## Record excerpts:
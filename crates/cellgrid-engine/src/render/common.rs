//! Shared GPU types used by the quad and grid renderers.

use bytemuck::{Pod, Zeroable};

// ── quad vertex ───────────────────────────────────────────────────────────

#[repr(C)]
#[derive(Debug, Copy, Clone, PartialEq, Pod, Zeroable)]
pub(super) struct QuadVertex {
    pub pos: [f32; 2], // clip space
}

impl QuadVertex {
    const ATTRS: [wgpu::VertexAttribute; 1] = wgpu::vertex_attr_array![0 => Float32x2];

    pub(super) fn layout() -> wgpu::VertexBufferLayout<'static> {
        wgpu::VertexBufferLayout {
            array_stride: std::mem::size_of::<QuadVertex>() as u64,
            step_mode: wgpu::VertexStepMode::Vertex,
            attributes: &Self::ATTRS,
        }
    }
}

const fn v(x: f32, y: f32) -> QuadVertex {
    QuadVertex { pos: [x, y] }
}

/// The base quad: two packed triangles, no index buffer.
///
/// Twelve floats total; every draw consumes exactly [`QUAD_VERTEX_COUNT`]
/// vertices regardless of instance count.
pub(super) const QUAD_VERTICES: [QuadVertex; 6] = [
    // Triangle 1
    v(-0.8, -0.8),
    v(0.8, -0.8),
    v(0.8, 0.8),
    // Triangle 2
    v(-0.8, -0.8),
    v(0.8, 0.8),
    v(-0.8, 0.8),
];

pub(super) const QUAD_VERTEX_COUNT: u32 = QUAD_VERTICES.len() as u32;

// ── grid uniform ──────────────────────────────────────────────────────────

/// Grid dimensions as read by the vertex stage.
///
/// Payload is the two leading floats (cols, rows); the tail pads the struct
/// to uniform-buffer alignment. Written once, read every draw.
#[repr(C)]
#[derive(Debug, Copy, Clone, Pod, Zeroable)]
pub(super) struct GridUniform {
    pub dims: [f32; 2],
    pub _pad: [f32; 2], // 16-byte alignment
}

impl GridUniform {
    pub(super) fn new(cols: u32, rows: u32) -> Self {
        Self {
            dims: [cols as f32, rows as f32],
            _pad: [0.0; 2],
        }
    }
}

/// Minimum binding size for the grid uniform.
///
/// `GridUniform` is 16 bytes by construction, so the size is always non-zero.
/// Centralized to avoid `.unwrap()` at the pipeline-creation site.
pub(super) fn grid_ubo_min_binding_size() -> std::num::NonZeroU64 {
    std::num::NonZeroU64::new(std::mem::size_of::<GridUniform>() as u64)
        .expect("GridUniform has non-zero size by construction")
}

#[cfg(test)]
mod tests {
    use super::*;

    #[test]
    fn quad_is_twelve_floats() {
        assert_eq!(QUAD_VERTEX_COUNT, 6);
        assert_eq!(std::mem::size_of_val(&QUAD_VERTICES), 48);
    }

    #[test]
    fn quad_upload_bytes_round_trip() {
        // The exact bytes handed to the GPU decode back to the same floats.
        let bytes: &[u8] = bytemuck::cast_slice(&QUAD_VERTICES);
        assert_eq!(bytes.len(), 48);

        let decoded: &[QuadVertex] = bytemuck::cast_slice(bytes);
        assert_eq!(decoded, &QUAD_VERTICES);
    }

    #[test]
    fn vertex_stride_matches_two_floats() {
        assert_eq!(QuadVertex::layout().array_stride, 8);
    }

    #[test]
    fn grid_uniform_layout() {
        assert_eq!(std::mem::size_of::<GridUniform>(), 16);

        let u = GridUniform::new(32, 32);
        let bytes: &[u8] = bytemuck::bytes_of(&u);
        // Payload floats sit at the front.
        assert_eq!(&bytes[0..4], &32.0f32.to_ne_bytes());
        assert_eq!(&bytes[4..8], &32.0f32.to_ne_bytes());
    }
}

## Required work:
Line count for the word "Copy": tally the lines of the records above that hold it and give only that figure.

## Answer below:
2